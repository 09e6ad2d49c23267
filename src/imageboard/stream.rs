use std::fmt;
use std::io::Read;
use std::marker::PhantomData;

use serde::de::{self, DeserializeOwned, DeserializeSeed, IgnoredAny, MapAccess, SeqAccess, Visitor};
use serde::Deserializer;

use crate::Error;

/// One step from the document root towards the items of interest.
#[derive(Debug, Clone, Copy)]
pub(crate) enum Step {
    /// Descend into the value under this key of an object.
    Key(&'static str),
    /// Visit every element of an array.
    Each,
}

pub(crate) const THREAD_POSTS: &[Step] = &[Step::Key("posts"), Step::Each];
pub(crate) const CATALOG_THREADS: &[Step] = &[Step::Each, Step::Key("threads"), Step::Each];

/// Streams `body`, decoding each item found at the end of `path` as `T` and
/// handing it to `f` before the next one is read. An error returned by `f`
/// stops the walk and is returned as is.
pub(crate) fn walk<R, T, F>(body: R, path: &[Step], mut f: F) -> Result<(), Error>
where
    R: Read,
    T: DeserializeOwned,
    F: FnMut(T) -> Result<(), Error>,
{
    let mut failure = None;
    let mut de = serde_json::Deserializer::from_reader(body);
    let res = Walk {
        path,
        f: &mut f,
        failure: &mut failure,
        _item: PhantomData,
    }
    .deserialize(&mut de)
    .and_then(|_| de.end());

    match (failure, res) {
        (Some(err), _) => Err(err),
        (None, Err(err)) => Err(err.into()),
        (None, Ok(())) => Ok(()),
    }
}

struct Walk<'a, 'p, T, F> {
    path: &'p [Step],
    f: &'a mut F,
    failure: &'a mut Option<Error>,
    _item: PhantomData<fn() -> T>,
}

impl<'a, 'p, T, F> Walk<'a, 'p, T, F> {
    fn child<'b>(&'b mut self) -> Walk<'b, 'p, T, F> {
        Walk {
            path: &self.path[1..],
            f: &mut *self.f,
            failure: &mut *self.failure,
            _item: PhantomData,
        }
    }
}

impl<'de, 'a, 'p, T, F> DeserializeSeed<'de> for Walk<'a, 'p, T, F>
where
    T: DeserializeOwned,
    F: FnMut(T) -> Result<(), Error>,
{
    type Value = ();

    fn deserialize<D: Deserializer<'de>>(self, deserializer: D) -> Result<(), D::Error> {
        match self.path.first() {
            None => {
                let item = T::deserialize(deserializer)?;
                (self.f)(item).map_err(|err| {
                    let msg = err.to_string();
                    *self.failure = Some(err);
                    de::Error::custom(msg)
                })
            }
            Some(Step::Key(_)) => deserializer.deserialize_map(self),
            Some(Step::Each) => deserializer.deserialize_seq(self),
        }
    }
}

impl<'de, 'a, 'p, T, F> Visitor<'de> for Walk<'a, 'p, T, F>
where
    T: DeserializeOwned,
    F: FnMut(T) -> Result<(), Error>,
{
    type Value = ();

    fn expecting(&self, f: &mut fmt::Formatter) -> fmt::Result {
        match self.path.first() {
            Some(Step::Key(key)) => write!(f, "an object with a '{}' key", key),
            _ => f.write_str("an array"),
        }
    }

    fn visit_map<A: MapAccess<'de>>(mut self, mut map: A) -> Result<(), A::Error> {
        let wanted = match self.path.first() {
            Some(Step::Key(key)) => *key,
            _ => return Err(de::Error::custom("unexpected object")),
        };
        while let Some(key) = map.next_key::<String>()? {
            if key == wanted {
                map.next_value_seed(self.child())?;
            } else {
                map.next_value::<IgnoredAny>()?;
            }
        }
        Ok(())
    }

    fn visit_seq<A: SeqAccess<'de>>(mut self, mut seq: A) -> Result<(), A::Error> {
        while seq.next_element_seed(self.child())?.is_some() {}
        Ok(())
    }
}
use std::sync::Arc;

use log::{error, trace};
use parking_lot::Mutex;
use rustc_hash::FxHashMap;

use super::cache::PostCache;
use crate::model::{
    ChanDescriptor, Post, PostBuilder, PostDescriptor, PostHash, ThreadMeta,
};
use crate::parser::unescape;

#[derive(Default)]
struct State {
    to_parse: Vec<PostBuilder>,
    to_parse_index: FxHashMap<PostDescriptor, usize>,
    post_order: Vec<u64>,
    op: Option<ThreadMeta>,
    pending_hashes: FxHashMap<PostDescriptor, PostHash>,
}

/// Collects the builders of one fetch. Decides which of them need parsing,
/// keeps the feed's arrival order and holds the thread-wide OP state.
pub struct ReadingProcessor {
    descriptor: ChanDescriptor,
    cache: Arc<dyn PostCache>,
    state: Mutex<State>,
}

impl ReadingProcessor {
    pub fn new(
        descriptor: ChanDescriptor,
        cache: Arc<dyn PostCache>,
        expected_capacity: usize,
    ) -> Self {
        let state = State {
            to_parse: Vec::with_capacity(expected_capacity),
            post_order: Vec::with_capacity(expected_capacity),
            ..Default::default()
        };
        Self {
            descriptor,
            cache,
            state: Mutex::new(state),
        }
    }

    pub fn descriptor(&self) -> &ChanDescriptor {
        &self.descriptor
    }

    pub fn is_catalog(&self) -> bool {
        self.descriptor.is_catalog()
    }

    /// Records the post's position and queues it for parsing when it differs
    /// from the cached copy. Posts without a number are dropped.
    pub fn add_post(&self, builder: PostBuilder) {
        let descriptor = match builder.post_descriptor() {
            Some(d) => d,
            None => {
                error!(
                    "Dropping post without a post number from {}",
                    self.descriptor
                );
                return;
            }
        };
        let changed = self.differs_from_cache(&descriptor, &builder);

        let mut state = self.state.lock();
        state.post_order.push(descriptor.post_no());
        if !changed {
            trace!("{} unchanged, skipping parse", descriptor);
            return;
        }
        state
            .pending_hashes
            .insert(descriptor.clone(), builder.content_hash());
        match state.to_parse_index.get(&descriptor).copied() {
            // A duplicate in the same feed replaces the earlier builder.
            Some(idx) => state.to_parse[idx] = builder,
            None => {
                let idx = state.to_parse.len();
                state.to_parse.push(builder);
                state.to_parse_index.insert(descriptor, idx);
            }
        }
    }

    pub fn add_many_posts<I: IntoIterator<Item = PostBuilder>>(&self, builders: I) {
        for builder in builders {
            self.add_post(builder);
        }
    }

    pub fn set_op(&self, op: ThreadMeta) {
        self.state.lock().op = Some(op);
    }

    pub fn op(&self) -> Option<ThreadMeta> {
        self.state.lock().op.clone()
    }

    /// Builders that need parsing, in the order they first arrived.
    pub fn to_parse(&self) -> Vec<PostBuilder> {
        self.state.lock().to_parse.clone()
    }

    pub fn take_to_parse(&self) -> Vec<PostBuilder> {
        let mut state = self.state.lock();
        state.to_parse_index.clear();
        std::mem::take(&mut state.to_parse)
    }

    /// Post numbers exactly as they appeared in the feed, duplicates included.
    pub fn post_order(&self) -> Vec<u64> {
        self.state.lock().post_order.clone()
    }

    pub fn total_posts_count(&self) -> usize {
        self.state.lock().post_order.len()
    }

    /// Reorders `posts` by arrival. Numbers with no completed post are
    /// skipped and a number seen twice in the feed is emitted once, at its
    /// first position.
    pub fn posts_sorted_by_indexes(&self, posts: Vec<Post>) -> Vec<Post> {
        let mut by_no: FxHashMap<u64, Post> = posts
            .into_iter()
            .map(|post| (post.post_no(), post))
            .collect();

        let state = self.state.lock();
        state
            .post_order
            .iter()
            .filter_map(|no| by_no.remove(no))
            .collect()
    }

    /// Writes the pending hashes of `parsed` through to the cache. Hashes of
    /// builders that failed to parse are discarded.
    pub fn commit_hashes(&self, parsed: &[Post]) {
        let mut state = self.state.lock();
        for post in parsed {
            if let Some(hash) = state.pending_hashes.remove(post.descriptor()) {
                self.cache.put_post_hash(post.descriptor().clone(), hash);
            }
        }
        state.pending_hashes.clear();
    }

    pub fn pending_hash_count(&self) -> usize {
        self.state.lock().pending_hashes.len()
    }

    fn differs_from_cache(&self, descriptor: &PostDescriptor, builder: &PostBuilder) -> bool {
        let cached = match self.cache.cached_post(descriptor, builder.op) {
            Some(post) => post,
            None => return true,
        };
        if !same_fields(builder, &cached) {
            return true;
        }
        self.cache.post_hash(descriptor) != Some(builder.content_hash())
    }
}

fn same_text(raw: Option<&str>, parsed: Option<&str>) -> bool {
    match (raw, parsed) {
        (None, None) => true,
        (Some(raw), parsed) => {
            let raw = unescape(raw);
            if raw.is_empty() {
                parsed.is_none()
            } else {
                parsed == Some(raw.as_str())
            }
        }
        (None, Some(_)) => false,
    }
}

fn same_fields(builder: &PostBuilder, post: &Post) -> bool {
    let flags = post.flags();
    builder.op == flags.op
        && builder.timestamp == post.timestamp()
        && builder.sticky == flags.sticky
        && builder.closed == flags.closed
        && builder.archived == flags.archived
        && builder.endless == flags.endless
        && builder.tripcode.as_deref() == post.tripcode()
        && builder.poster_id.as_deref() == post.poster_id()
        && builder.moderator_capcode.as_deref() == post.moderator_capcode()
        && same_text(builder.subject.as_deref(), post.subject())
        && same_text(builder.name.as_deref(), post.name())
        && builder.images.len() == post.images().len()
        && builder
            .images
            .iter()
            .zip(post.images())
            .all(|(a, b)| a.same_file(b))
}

▬▬▬

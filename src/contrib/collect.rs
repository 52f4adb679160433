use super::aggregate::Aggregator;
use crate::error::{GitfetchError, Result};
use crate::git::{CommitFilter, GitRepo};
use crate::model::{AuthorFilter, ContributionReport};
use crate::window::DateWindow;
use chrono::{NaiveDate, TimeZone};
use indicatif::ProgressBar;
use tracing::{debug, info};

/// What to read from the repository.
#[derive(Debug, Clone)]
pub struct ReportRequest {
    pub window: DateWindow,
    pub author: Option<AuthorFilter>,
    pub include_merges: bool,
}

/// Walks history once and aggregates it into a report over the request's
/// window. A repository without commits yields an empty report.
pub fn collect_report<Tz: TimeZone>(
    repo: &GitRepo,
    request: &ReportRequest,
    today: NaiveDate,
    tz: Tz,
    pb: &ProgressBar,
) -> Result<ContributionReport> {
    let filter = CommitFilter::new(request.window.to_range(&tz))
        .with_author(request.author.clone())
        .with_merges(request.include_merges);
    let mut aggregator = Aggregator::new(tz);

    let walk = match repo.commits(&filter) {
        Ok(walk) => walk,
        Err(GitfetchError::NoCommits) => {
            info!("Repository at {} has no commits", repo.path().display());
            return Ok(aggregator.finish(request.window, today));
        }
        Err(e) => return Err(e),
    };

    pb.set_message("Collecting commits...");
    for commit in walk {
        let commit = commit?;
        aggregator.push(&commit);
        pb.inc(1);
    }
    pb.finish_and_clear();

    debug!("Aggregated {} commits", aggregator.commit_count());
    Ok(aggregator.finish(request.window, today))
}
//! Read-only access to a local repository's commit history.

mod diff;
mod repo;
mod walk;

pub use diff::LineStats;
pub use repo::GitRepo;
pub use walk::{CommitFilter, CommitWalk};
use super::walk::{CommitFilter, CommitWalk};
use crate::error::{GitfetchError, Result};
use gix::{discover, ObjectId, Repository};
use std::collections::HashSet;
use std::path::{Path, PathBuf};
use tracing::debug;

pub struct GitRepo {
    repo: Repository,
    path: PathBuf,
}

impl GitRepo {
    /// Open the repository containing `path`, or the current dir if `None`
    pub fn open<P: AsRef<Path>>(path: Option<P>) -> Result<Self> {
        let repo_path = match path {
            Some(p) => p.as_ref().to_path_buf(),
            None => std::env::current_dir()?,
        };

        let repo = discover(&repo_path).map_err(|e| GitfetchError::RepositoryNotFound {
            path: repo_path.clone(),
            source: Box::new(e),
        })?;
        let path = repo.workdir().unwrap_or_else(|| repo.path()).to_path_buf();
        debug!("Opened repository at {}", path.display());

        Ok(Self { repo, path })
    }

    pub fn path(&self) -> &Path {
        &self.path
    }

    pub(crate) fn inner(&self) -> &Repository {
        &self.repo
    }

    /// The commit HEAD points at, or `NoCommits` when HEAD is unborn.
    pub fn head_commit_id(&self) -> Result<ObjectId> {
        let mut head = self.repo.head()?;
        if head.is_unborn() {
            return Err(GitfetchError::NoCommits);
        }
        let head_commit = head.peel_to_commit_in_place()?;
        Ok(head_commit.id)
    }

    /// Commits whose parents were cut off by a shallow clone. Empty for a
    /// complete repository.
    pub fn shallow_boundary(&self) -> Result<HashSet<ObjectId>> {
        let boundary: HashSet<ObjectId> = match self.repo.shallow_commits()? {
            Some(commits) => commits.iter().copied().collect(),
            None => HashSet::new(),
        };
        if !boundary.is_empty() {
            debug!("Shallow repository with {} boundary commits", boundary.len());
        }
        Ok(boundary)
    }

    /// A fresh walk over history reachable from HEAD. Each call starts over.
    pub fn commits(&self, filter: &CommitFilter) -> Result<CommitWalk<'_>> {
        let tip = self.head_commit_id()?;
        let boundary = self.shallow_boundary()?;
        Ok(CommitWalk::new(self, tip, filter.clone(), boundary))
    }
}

▬▬▬

Word for word, restate the lines above from the line containing "repository 09e6ad2d49c23267" through the line containing "(Some(err), _) =>", with both included and nothing else.

repository 09e6ad2d49c23267
filename src/imageboard/stream.rs
use std::fmt;
use std::io::Read;
use std::marker::PhantomData;

use serde::de::{self, DeserializeOwned, DeserializeSeed, IgnoredAny, MapAccess, SeqAccess, Visitor};
use serde::Deserializer;

use crate::Error;

/// One step from the document root towards the items of interest.
#[derive(Debug, Clone, Copy)]
pub(crate) enum Step {
    /// Descend into the value under this key of an object.
    Key(&'static str),
    /// Visit every element of an array.
    Each,
}

pub(crate) const THREAD_POSTS: &[Step] = &[Step::Key("posts"), Step::Each];
pub(crate) const CATALOG_THREADS: &[Step] = &[Step::Each, Step::Key("threads"), Step::Each];

/// Streams `body`, decoding each item found at the end of `path` as `T` and
/// handing it to `f` before the next one is read. An error returned by `f`
/// stops the walk and is returned as is.
pub(crate) fn walk<R, T, F>(body: R, path: &[Step], mut f: F) -> Result<(), Error>
where
    R: Read,
    T: DeserializeOwned,
    F: FnMut(T) -> Result<(), Error>,
{
    let mut failure = None;
    let mut de = serde_json::Deserializer::from_reader(body);
    let res = Walk {
        path,
        f: &mut f,
        failure: &mut failure,
        _item: PhantomData,
    }
    .deserialize(&mut de)
    .and_then(|_| de.end());

    match (failure, res) {
        (Some(err), _) => Err(err),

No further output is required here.